• _Task brief_:
Report each line of the data that has "LeadStore" somewhere in it.

• _Source data_:
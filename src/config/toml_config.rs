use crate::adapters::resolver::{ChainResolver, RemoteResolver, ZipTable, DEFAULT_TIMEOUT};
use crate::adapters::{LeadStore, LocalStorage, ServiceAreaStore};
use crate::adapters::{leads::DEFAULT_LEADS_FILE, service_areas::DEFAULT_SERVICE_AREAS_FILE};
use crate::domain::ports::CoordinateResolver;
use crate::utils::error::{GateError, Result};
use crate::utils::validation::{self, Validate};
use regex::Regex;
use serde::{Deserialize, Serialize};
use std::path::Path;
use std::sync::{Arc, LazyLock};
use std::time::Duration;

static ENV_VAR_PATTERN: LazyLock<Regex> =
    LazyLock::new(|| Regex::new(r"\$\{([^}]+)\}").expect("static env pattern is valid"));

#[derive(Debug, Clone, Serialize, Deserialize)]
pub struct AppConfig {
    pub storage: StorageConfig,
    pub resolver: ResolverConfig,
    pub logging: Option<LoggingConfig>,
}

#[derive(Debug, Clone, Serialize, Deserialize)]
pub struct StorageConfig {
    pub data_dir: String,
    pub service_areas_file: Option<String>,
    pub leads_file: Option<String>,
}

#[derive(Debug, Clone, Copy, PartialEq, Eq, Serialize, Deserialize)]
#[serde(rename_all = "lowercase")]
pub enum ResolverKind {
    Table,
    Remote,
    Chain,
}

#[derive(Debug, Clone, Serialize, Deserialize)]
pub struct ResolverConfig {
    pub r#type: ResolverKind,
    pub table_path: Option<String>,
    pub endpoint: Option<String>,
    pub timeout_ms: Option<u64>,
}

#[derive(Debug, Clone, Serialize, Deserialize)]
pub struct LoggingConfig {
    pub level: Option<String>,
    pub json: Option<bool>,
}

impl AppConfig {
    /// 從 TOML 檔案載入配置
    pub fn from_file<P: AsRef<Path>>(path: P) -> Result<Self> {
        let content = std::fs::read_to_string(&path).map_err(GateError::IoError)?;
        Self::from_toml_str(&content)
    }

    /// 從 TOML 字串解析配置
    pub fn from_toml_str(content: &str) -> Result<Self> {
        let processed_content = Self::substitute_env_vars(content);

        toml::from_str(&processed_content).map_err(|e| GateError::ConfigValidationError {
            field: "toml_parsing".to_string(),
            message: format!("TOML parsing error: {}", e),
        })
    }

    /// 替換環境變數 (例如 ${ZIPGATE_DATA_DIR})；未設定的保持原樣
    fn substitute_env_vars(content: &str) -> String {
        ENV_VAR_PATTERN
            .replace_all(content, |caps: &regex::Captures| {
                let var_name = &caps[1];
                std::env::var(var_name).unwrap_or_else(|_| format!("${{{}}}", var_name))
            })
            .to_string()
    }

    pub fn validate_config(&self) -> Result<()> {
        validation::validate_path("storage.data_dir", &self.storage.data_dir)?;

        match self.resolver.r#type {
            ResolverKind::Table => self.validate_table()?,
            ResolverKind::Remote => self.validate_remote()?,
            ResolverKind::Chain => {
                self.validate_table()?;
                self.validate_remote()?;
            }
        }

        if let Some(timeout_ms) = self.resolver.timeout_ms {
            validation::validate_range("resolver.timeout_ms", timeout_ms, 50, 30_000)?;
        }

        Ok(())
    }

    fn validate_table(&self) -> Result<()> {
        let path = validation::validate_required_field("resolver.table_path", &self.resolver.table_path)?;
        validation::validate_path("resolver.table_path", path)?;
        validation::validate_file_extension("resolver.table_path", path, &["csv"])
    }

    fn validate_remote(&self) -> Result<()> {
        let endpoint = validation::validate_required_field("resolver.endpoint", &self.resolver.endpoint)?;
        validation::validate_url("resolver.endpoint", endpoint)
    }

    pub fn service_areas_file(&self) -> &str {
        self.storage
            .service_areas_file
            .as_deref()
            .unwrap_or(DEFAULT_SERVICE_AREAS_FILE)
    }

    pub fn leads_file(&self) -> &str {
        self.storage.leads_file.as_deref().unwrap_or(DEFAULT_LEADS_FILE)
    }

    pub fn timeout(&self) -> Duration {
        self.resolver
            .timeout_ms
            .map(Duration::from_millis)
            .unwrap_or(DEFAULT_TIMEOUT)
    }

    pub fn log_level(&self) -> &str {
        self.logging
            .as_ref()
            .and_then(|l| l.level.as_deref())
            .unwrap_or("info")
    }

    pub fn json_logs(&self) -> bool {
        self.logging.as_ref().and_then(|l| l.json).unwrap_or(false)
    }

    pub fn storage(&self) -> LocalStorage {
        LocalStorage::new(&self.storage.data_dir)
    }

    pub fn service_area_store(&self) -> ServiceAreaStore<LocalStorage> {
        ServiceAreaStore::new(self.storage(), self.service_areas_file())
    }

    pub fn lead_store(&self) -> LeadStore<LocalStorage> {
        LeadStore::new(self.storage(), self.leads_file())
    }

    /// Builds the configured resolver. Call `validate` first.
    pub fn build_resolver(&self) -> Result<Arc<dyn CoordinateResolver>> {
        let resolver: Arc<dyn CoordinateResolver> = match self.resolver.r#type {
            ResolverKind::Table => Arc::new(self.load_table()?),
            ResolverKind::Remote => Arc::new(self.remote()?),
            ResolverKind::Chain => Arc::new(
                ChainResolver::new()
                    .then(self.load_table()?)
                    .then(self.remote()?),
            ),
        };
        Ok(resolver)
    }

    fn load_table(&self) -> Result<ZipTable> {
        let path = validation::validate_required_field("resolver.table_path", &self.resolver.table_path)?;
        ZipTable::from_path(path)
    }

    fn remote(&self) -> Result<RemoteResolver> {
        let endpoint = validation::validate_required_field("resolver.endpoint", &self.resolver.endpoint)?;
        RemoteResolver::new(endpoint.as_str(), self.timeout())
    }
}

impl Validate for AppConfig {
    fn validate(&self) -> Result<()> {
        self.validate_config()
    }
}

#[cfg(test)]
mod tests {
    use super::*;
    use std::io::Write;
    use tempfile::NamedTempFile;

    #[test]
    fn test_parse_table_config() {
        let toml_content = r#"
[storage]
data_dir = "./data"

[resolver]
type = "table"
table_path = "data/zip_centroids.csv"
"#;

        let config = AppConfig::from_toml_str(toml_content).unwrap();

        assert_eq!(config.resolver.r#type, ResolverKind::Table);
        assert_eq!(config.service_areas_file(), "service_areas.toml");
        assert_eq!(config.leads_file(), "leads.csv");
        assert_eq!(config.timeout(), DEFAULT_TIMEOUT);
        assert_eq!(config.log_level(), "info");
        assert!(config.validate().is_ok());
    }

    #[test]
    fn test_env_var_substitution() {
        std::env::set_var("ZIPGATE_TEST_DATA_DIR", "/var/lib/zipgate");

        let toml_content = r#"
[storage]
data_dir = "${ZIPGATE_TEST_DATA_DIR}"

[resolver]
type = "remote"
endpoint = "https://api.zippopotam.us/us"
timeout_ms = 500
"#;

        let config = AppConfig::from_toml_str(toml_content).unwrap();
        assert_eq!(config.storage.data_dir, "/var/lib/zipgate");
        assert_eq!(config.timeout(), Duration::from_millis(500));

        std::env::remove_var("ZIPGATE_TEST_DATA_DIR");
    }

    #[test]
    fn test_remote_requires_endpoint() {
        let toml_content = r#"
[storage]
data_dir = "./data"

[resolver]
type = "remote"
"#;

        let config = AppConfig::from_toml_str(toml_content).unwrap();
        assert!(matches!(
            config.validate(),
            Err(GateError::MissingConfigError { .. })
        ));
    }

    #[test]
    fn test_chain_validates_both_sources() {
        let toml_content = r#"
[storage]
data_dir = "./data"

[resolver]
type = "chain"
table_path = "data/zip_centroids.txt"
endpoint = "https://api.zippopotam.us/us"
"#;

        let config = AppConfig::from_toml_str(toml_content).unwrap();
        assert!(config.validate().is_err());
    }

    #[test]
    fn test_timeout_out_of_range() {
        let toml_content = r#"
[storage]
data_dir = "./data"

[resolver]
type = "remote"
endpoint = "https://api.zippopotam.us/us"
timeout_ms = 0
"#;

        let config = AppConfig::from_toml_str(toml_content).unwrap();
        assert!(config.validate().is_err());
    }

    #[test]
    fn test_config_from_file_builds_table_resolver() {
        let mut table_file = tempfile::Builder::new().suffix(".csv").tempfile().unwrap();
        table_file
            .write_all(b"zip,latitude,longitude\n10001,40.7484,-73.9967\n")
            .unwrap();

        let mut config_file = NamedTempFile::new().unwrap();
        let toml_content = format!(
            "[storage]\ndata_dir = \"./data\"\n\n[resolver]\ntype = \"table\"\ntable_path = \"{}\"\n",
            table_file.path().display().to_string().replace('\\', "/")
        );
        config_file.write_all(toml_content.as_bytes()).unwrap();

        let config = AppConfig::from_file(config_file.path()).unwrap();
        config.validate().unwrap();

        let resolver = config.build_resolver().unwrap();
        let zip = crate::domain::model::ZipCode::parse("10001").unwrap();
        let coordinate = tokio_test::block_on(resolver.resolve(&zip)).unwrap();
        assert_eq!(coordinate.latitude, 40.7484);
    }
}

• _Written answer_:
use crate::adapters::{LeadStore, LocalStorage, ServiceAreaStore};
    pub fn lead_store(&self) -> LeadStore<LocalStorage> {
        LeadStore::new(self.storage(), self.leads_file())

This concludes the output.